Clark v. Bd. of Registration of Social WorkersAnnotate this Case
After allegations of professional misconduct, the Board of Registration of Social Workers suspended Sandra Clark's license to practice as a licensed independent clinical social worker for five years. A single justice of the Supreme Court affirmed the Board's order. The Supreme Court affirmed the single justice's judgment, holding that the decision of the justice correctly rejected Clark's claims of error, as (1) Clark failed to demonstrate that the Board's decision to suspend her license was not supported by substantial evidence, or that it was arbitrary or capricious or based on any error of law; and (2) the Board's proceedings did not violate Clark's due process rights.
January 2, 2013.
Supreme Judicial Court, Superintendence of inferior courts. Board of Registration of Social Workers. Social Worker. License. Administrative Law, Decision, Substantial evidence, Proceedings before agency.
Thomas J. Gleason for the plaintiff.
Annapurna Balakrishna, Assistant Attorney General, for the defendant.
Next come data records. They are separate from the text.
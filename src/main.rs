//! gounit-ide - editor bridge for the gounit test generator

use anyhow::{bail, Context, Result};
use clap::{Parser, Subcommand};
use std::path::PathBuf;
use std::sync::Arc;
use tracing_subscriber::{layer::SubscriberExt, util::SubscriberInitExt};

use gounit_ide::editor::TerminalEditor;
use gounit_ide::generate::{GenerationOutcome, Orchestrator};
use gounit_ide::ide::IdeController;
use gounit_ide::output::TracingOutput;
use gounit_ide::runner::ProcessRunner;
use gounit_ide::toggle::ToggleOutcome;
use gounit_ide::types::config::DEFAULT_BRIDGE_PORT;
use gounit_ide::GenError;

#[derive(Parser, Debug)]
#[command(name = "gounit-ide")]
#[command(about = "Editor bridge for the gounit Go test generator")]
#[command(version)]
struct Args {
    /// Enable debug logging
    #[arg(long, global = true)]
    debug: bool,

    #[command(subcommand)]
    command: Command,
}

#[derive(Subcommand, Debug)]
enum Command {
    /// Run the IDE bridge for editor extensions.
    Serve {
        /// Port to listen on (127.0.0.1 only)
        #[arg(short, long, env = "GOUNIT_IDE_PORT", default_value_t = DEFAULT_BRIDGE_PORT)]
        port: u16,

        /// Directory gounit runs in
        #[arg(short = 'C', long)]
        directory: Option<PathBuf>,
    },

    /// Generate tests for a Go file, or for the function declared on a line.
    Gen {
        /// Go source file
        #[arg(value_name = "FILE")]
        file: PathBuf,

        /// 1-based line of the function signature
        #[arg(short, long)]
        line: Option<u32>,
    },

    /// Print the test file paired with a Go file, or the source paired with a test.
    Toggle {
        /// Go source or test file
        #[arg(value_name = "FILE")]
        file: PathBuf,
    },
}

#[tokio::main]
async fn main() -> Result<()> {
    let args = Args::parse();

    let filter = if args.debug { "debug" } else { "info" };
    tracing_subscriber::registry()
        .with(
            tracing_subscriber::EnvFilter::try_from_default_env()
                .unwrap_or_else(|_| filter.into()),
        )
        .with(
            tracing_subscriber::fmt::layer()
                .with_target(false)
                .with_writer(std::io::stderr),
        )
        .init();

    match args.command {
        Command::Serve { port, directory } => serve(port, directory).await,
        Command::Gen { file, line } => generate(file, line).await,
        Command::Toggle { file } => toggle(file),
    }
}

async fn serve(port: u16, directory: Option<PathBuf>) -> Result<()> {
    let runner = match directory {
        Some(dir) => {
            let dir = std::fs::canonicalize(&dir)
                .with_context(|| format!("Cannot use {} as working directory", dir.display()))?;
            if !dir.is_dir() {
                bail!("{} is not a directory", dir.display());
            }
            ProcessRunner::new().with_working_dir(dir)
        }
        None => ProcessRunner::new(),
    };
    IdeController::new(port, runner).run().await
}

async fn generate(file: PathBuf, line: Option<u32>) -> Result<()> {
    let mut editor = TerminalEditor::for_file(&file, line)?;
    let orchestrator = Orchestrator::new(ProcessRunner::new(), Arc::new(TracingOutput));

    let outcome = match line {
        Some(_) => orchestrator.generate_current_function(&mut editor).await?,
        None => orchestrator.generate_current_file(&mut editor).await?,
    };

    match outcome {
        GenerationOutcome::Generated { .. } => Ok(()),
        GenerationOutcome::ToolMissing { tool } => Err(GenError::tool_missing(tool).into()),
        GenerationOutcome::Skipped => bail!("No tests generated for {}", file.display()),
    }
}

fn toggle(file: PathBuf) -> Result<()> {
    let mut editor = TerminalEditor::for_file(&file, None)?;
    let orchestrator = Orchestrator::new(ProcessRunner::new(), Arc::new(TracingOutput));

    match orchestrator.toggle(&mut editor)? {
        ToggleOutcome::Opened(_) => Ok(()),
        ToggleOutcome::Skipped => bail!("{} has no counterpart", file.display()),
    }
}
Sandra Clark appeals from a memorandum and order of a single justice of this court affirming an order of the Board of Registration of Social Workers (board) suspending for five years her license to practice as a licensed independent clinical social worker (LICSW). We affirm.
Procedural history. On December 24, 2009, the board issued an order to Clark to show cause why her LICSW license should not be suspended, revoked, or otherwise acted against pursuant to G.L. c. 112, § 61, and the governing board regulations. The order alleged a variety of professional misconduct in violation of the statute and regulations. After a hearing, an administrative hearing officer for the board issued a tentative decision concluding that Clark had attempted to engage in an improper or dual relationship with a client; that she attempted to engage in an improper or dual relationship with a client that a prudent social worker would conclude was likely to result in exploitation of or harm to a client; that she performed a professional function while impaired due to mental illness; that she disclosed confidential client information; that her conduct constituted unprofessional conduct and undermined the public confidence in the social work profession; and that her conduct warranted discipline. The board adopted the decision and ordered Clark's license suspended for five years. The board also ordered that after three years Clark may petition for a stay of the remainder of the suspension on demonstrating her fitness to practice. Clark appealed pursuant to G.L. c. 112, § 64, and a single justice of this court affirmed the board's decision.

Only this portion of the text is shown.